[Start of section]
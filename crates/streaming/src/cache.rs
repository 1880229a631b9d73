use std::cell::Cell;
use std::collections::BTreeMap;

use bytes::Bytes;

use crate::request::ImageryKey;

pub const DEFAULT_MAX_ENTRIES: usize = 50;

/// Encoded image bytes as delivered by the imagery server.
#[derive(Debug, Clone, PartialEq, Eq)]
pub struct Image {
    pub bytes: Bytes,
    pub content_type: Option<String>,
}

impl Image {
    pub fn new(bytes: impl Into<Bytes>) -> Self {
        Self {
            bytes: bytes.into(),
            content_type: None,
        }
    }

    pub fn with_content_type(mut self, content_type: impl Into<String>) -> Self {
        self.content_type = Some(content_type.into());
        self
    }

    pub fn len(&self) -> usize {
        self.bytes.len()
    }

    pub fn is_empty(&self) -> bool {
        self.bytes.is_empty()
    }
}

/// Which entry makes room when the cache is full.
#[derive(Debug, Copy, Clone, PartialEq, Eq, Default)]
pub enum EvictionPolicy {
    /// Oldest insertion goes first; reads do not matter.
    #[default]
    Fifo,
    /// Least recently read or written goes first.
    Lru,
}

impl EvictionPolicy {
    pub fn parse(s: &str) -> Option<Self> {
        match s.trim().to_ascii_lowercase().as_str() {
            "fifo" => Some(Self::Fifo),
            "lru" => Some(Self::Lru),
            _ => None,
        }
    }
}

#[derive(Debug, Copy, Clone, PartialEq, Eq, Default)]
pub struct CacheStats {
    pub count: usize,
    pub estimated_bytes: usize,
    pub evictions: u64,
}

#[derive(Debug)]
struct CacheEntry {
    image: Image,
    inserted_tick: u64,
    last_used_tick: Cell<u64>,
}

/// Process-lifetime imagery cache bounded by entry count.
///
/// Notes on determinism:
/// - Entries are keyed in a `BTreeMap` for stable traversal order.
/// - The victim is the entry with the smallest insertion tick (FIFO) or
///   last-use tick (LRU); ticks are unique so there are no ties.
///
/// `get` is a lookup only: a miss changes nothing, and under FIFO a hit
/// changes nothing either. Fetching on a miss is the caller's job.
#[derive(Debug)]
pub struct ImageryCache {
    max_entries: usize,
    policy: EvictionPolicy,
    clock: Cell<u64>,
    used_bytes: usize,
    evictions: u64,
    entries: BTreeMap<ImageryKey, CacheEntry>,
}

impl Default for ImageryCache {
    fn default() -> Self {
        Self::new(DEFAULT_MAX_ENTRIES)
    }
}

impl ImageryCache {
    /// FIFO cache holding at most `max_entries` images (at least one).
    pub fn new(max_entries: usize) -> Self {
        Self::with_policy(max_entries, EvictionPolicy::Fifo)
    }

    pub fn with_policy(max_entries: usize, policy: EvictionPolicy) -> Self {
        Self {
            max_entries: max_entries.max(1),
            policy,
            clock: Cell::new(0),
            used_bytes: 0,
            evictions: 0,
            entries: BTreeMap::new(),
        }
    }

    pub fn max_entries(&self) -> usize {
        self.max_entries
    }

    pub fn policy(&self) -> EvictionPolicy {
        self.policy
    }

    pub fn len(&self) -> usize {
        self.entries.len()
    }

    pub fn is_empty(&self) -> bool {
        self.entries.is_empty()
    }

    pub fn contains(&self, key: &ImageryKey) -> bool {
        self.entries.contains_key(key)
    }

    pub fn get(&self, key: &ImageryKey) -> Option<&Image> {
        let entry = self.entries.get(key)?;
        if self.policy == EvictionPolicy::Lru {
            entry.last_used_tick.set(self.tick());
        }
        Some(&entry.image)
    }

    /// Stores `image` under `key`.
    ///
    /// Overwriting an existing key keeps its original insertion position.
    /// Returns the key evicted to make room, if any.
    pub fn put(&mut self, key: ImageryKey, image: Image) -> Option<ImageryKey> {
        let now = self.tick();

        if let Some(entry) = self.entries.get_mut(&key) {
            self.used_bytes = self.used_bytes - entry.image.len() + image.len();
            entry.image = image;
            entry.last_used_tick.set(now);
            return None;
        }

        let evicted = if self.entries.len() >= self.max_entries {
            self.evict_one()
        } else {
            None
        };

        self.used_bytes += image.len();
        self.entries.insert(
            key,
            CacheEntry {
                image,
                inserted_tick: now,
                last_used_tick: Cell::new(now),
            },
        );
        evicted
    }

    pub fn remove(&mut self, key: &ImageryKey) -> Option<Image> {
        let entry = self.entries.remove(key)?;
        self.used_bytes -= entry.image.len();
        Some(entry.image)
    }

    pub fn clear(&mut self) {
        self.entries.clear();
        self.used_bytes = 0;
    }

    pub fn stats(&self) -> CacheStats {
        CacheStats {
            count: self.entries.len(),
            estimated_bytes: self.used_bytes,
            evictions: self.evictions,
        }
    }

    fn tick(&self) -> u64 {
        let t = self.clock.get() + 1;
        self.clock.set(t);
        t
    }

    fn evict_one(&mut self) -> Option<ImageryKey> {
        let policy = self.policy;
        let victim = self
            .entries
            .iter()
            .min_by_key(|(_, e)| match policy {
                EvictionPolicy::Fifo => e.inserted_tick,
                EvictionPolicy::Lru => e.last_used_tick.get(),
            })
            .map(|(k, _)| k.clone())?;

        self.remove(&victim);
        self.evictions += 1;
        tracing::debug!(
            recording = %victim.recording_id,
            item = %victim.item_id,
            "imagery cache evicted entry"
        );
        Some(victim)
    }
}
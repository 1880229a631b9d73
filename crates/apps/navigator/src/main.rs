use std::sync::Arc;

use clap::Parser;
use feature_service::{FeatureFetcher, HttpTransport};
use navigator::{Args, LogSync, NavigatorConfig, OutputOptions, Session};
use streaming::{FetchOutcome, HttpImagerySource, ImageryCache, ImageryPipeline};
use tracing::{info, warn};
use tracing_subscriber::EnvFilter;

#[tokio::main]
async fn main() -> Result<(), Box<dyn std::error::Error>> {
    tracing_subscriber::fmt()
        .with_env_filter(
            EnvFilter::try_from_default_env().unwrap_or_else(|_| EnvFilter::new("info")),
        )
        .init();

    let args = Args::parse();
    let mut config = NavigatorConfig::from_env()?;
    config.apply_args(&args);
    let params = config.query_params(&args)?;

    let client = reqwest::Client::builder()
        .timeout(config.http_timeout)
        .build()?;

    let transport = HttpTransport::new(&config.feature_service_url, config.http_timeout)?
        .with_client(client.clone());
    let fetcher = FeatureFetcher::new(Arc::new(transport)).with_retry(config.retry_policy());

    let source = HttpImagerySource::new(&config.imagery_url, config.http_timeout)?
        .with_client(client);
    let cache = ImageryCache::with_policy(config.cache_max_entries, config.cache_policy);
    let pipeline = Arc::new(ImageryPipeline::new(Arc::new(source), cache));

    let mut session = Session::new(fetcher, pipeline, Arc::new(LogSync))
        .with_multi_select(config.multi_select)
        .with_output(OutputOptions {
            width: Some(config.image_width),
            height: Some(config.image_height),
            mode: config.image_mode.clone(),
        });

    info!(
        "querying {} for {}",
        config.feature_service_url, config.type_name
    );
    let outcome = session.discover(&params).await?;
    info!(
        features = outcome.collection.len(),
        attempts = outcome.attempts,
        via_fallback = outcome.via_fallback,
        "discovery finished"
    );
    if outcome.collection.is_empty() {
        return Ok(());
    }

    if config.multi_select {
        session.select_all();
        session.first();
    } else if let Some(first) = session.discovered().first().cloned() {
        session.select_feature(&first);
    }

    for step in 0..=args.steps {
        if step > 0 {
            session.next();
        }
        let Some(current) = session.current().cloned() else {
            break;
        };
        let Some(fetch) = session.refresh_image() else {
            warn!(id = %current.id, "no imagery for feature");
            continue;
        };
        match fetch.await {
            Ok(FetchOutcome::Fetched(image)) | Ok(FetchOutcome::Cached(image)) => info!(
                id = %current.id,
                bytes = image.len(),
                content_type = image.content_type.as_deref().unwrap_or("unknown"),
                "imagery ready"
            ),
            Ok(FetchOutcome::Superseded) => info!(id = %current.id, "imagery superseded"),
            Ok(FetchOutcome::InFlight) => info!(id = %current.id, "imagery already loading"),
            Err(err) => warn!(id = %current.id, "imagery fetch failed: {err}"),
        }
    }

    let stats = session.pipeline().cache_stats();
    info!(
        entries = stats.count,
        bytes = stats.estimated_bytes,
        evictions = stats.evictions,
        "imagery cache"
    );
    Ok(())
}
//! Selection, navigation and imagery wired together for one viewer.

use std::sync::Arc;

use chrono::{DateTime, Utc};
use feature_service::{FeatureFetcher, FetchError, QueryEncoder, QueryOutcome, QueryParams};
use scene::{FeatureId, FeatureSyncPort, SelectionState, SharedFeature};
use streaming::{
    BoxFuture, CameraParams, FetchOutcome, Image, ImageryError, ImageryKey, ImageryPipeline,
    ImageryRequest, Ticket,
};
use tracing::debug;

/// Output-only imagery parameters; they do not take part in the cache key.
#[derive(Debug, Clone, PartialEq, Eq, Default)]
pub struct OutputOptions {
    pub width: Option<u32>,
    pub height: Option<u32>,
    pub mode: Option<String>,
}

/// One viewer's state: the last discovered features, the selection over
/// them, the camera, and the imagery target that follows the cursor.
///
/// Every method except `discover` is synchronous. Imagery for the current
/// feature is fetched by awaiting the future from `refresh_image`, which
/// holds no borrow of the session, so navigation can continue while it runs.
pub struct Session {
    encoder: QueryEncoder,
    fetcher: FeatureFetcher,
    pipeline: Arc<ImageryPipeline>,
    sync: Arc<dyn FeatureSyncPort>,
    selection: SelectionState,
    discovered: Vec<SharedFeature>,
    camera: CameraParams,
    output: OutputOptions,
    ticket: Option<Ticket>,
}

impl Session {
    pub fn new(
        fetcher: FeatureFetcher,
        pipeline: Arc<ImageryPipeline>,
        sync: Arc<dyn FeatureSyncPort>,
    ) -> Self {
        Self {
            encoder: QueryEncoder::new(),
            fetcher,
            pipeline,
            sync,
            selection: SelectionState::default(),
            discovered: Vec::new(),
            camera: CameraParams::default(),
            output: OutputOptions::default(),
            ticket: None,
        }
    }

    pub fn with_multi_select(mut self, multi_select: bool) -> Self {
        self.selection.set_multi_select(multi_select);
        self
    }

    pub fn with_output(mut self, output: OutputOptions) -> Self {
        self.output = output;
        self
    }

    pub fn selection(&self) -> &SelectionState {
        &self.selection
    }

    pub fn discovered(&self) -> &[SharedFeature] {
        &self.discovered
    }

    pub fn current(&self) -> Option<&SharedFeature> {
        self.selection.current()
    }

    pub fn camera(&self) -> CameraParams {
        self.camera
    }

    pub fn pipeline(&self) -> &Arc<ImageryPipeline> {
        &self.pipeline
    }

    pub fn displayed_image(&self) -> Option<(ImageryKey, Image)> {
        self.pipeline.displayed()
    }

    /// Queries the feature service and replaces the discovered set.
    ///
    /// The previous selection refers to features that are no longer listed,
    /// so it is released. On error nothing changes.
    pub async fn discover(&mut self, params: &QueryParams) -> Result<QueryOutcome, FetchError> {
        let outcome = self
            .fetcher
            .query_with_fallbacks(&self.encoder, params)
            .await?;

        let had_selection = !self.selection.is_empty();
        self.selection.clear();
        self.discovered = outcome.collection.features.clone();
        self.sync.on_features_discovered(&self.discovered);
        if had_selection {
            self.selection_changed();
        }
        Ok(outcome)
    }

    /// Selects the discovered feature `id`. Unknown ids are ignored.
    pub fn select(&mut self, id: &FeatureId) -> bool {
        let Some(feature) = self.discovered.iter().find(|f| &f.id == id).cloned() else {
            debug!(%id, "select ignored: feature not discovered");
            return false;
        };
        self.select_feature(&feature)
    }

    pub fn select_feature(&mut self, feature: &SharedFeature) -> bool {
        let changed = self.selection.add(feature);
        if changed {
            self.selection_changed();
        }
        changed
    }

    /// Selects every discovered feature in discovery order; the last one
    /// becomes current.
    pub fn select_all(&mut self) -> bool {
        let changed = self.selection.add_all(self.discovered.iter());
        if changed {
            self.selection_changed();
        }
        changed
    }

    pub fn deselect(&mut self, id: &FeatureId) -> bool {
        let changed = self.selection.remove(id);
        if changed {
            self.selection_changed();
        }
        changed
    }

    pub fn clear(&mut self) {
        if self.selection.is_empty() {
            return;
        }
        self.selection.clear();
        self.selection_changed();
    }

    pub fn next(&mut self) -> Option<SharedFeature> {
        let current = self.selection.next().cloned();
        self.retarget();
        current
    }

    pub fn previous(&mut self) -> Option<SharedFeature> {
        let current = self.selection.previous().cloned();
        self.retarget();
        current
    }

    pub fn first(&mut self) -> Option<SharedFeature> {
        let current = self.selection.first().cloned();
        self.retarget();
        current
    }

    pub fn last(&mut self) -> Option<SharedFeature> {
        let current = self.selection.last().cloned();
        self.retarget();
        current
    }

    pub fn seek_nearest(&mut self, target: DateTime<Utc>) -> Option<SharedFeature> {
        let current = self.selection.seek_nearest(target).cloned();
        self.retarget();
        current
    }

    /// Changing the view is a new imagery key for the same feature.
    pub fn set_camera(&mut self, camera: CameraParams) {
        self.camera = camera;
        self.retarget();
    }

    /// Fetch for the current imagery target, or `None` when nothing is
    /// selected or the current feature has no imagery ids.
    ///
    /// The result is shown only if the target has not moved on by the time
    /// it lands; otherwise it resolves to `FetchOutcome::Superseded`.
    pub fn refresh_image(
        &self,
    ) -> Option<BoxFuture<'static, Result<FetchOutcome, ImageryError>>> {
        let ticket = self.ticket.clone()?;
        let pipeline = Arc::clone(&self.pipeline);
        Some(Box::pin(async move { pipeline.resolve(ticket).await }))
    }

    fn selection_changed(&mut self) {
        self.sync.on_selection_changed(self.selection.items());
        self.retarget();
    }

    fn request_for(&self, feature: &SharedFeature) -> Option<ImageryRequest> {
        let key = ImageryKey::for_feature(feature, self.camera)?;
        let mut request = ImageryRequest::new(key);
        if let (Some(w), Some(h)) = (self.output.width, self.output.height) {
            request = request.with_size(w, h);
        }
        if let Some(mode) = &self.output.mode {
            request = request.with_mode(mode.clone());
        }
        Some(request)
    }

    fn retarget(&mut self) {
        let request = match self.selection.current() {
            Some(feature) => {
                let request = self.request_for(feature);
                if request.is_none() {
                    debug!(id = %feature.id, "current feature has no imagery ids");
                }
                request
            }
            None => None,
        };

        let Some(request) = request else {
            self.ticket = None;
            self.pipeline.clear_target();
            return;
        };

        // Same view still pending: keep the in-flight ticket.
        if let Some(ticket) = &self.ticket {
            if ticket.key() == &request.key && self.pipeline.is_current(ticket) {
                return;
            }
        }
        self.ticket = Some(self.pipeline.retarget(request));
    }
}
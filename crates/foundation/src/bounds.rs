use crate::srs::SpatialRef;

/// Axis-aligned bounding box in a declared spatial reference.
///
/// Coordinates are `(x, y)` in the reference's natural easting/northing
/// order, i.e. longitude/latitude for geographic references.
#[derive(Copy, Clone, Debug, PartialEq)]
pub struct BoundingBox {
    pub min_x: f64,
    pub min_y: f64,
    pub max_x: f64,
    pub max_y: f64,
    pub srs: SpatialRef,
}

impl BoundingBox {
    /// WGS84 box.
    pub fn new(min_x: f64, min_y: f64, max_x: f64, max_y: f64) -> Self {
        Self::with_srs(min_x, min_y, max_x, max_y, SpatialRef::WGS84)
    }

    pub fn with_srs(min_x: f64, min_y: f64, max_x: f64, max_y: f64, srs: SpatialRef) -> Self {
        Self {
            min_x,
            min_y,
            max_x,
            max_y,
            srs,
        }
    }

    /// Parses `"minx,miny,maxx,maxy"`.
    pub fn parse(s: &str) -> Option<Self> {
        let parts: Vec<f64> = s
            .split(',')
            .map(|p| p.trim().parse::<f64>())
            .collect::<Result<_, _>>()
            .ok()?;
        match parts.as_slice() {
            [a, b, c, d] => Some(Self::new(*a, *b, *c, *d)),
            _ => None,
        }
    }

    /// Strictly ordered, finite extents. Degenerate boxes are rejected.
    pub fn is_valid(&self) -> bool {
        let finite = [self.min_x, self.min_y, self.max_x, self.max_y]
            .iter()
            .all(|v| v.is_finite());
        finite && self.min_x < self.max_x && self.min_y < self.max_y
    }

    /// Coordinates in `[min_x, min_y, max_x, max_y]` order.
    pub fn coords(&self) -> [f64; 4] {
        [self.min_x, self.min_y, self.max_x, self.max_y]
    }

    /// Same box with the axes exchanged, for servers that read geographic
    /// coordinates as latitude/longitude.
    pub fn swapped_axes(&self) -> Self {
        Self {
            min_x: self.min_y,
            min_y: self.min_x,
            max_x: self.max_y,
            max_y: self.max_x,
            srs: self.srs,
        }
    }
}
[End of section]
WORK TO COMPLETE:
From the data, list each line in which the string "main" appears.

RESPONSE TO THE TASK:
filename crates/apps/navigator/src/main.rs
#[tokio::main]
async fn main() -> Result<(), Box<dyn std::error::Error>> {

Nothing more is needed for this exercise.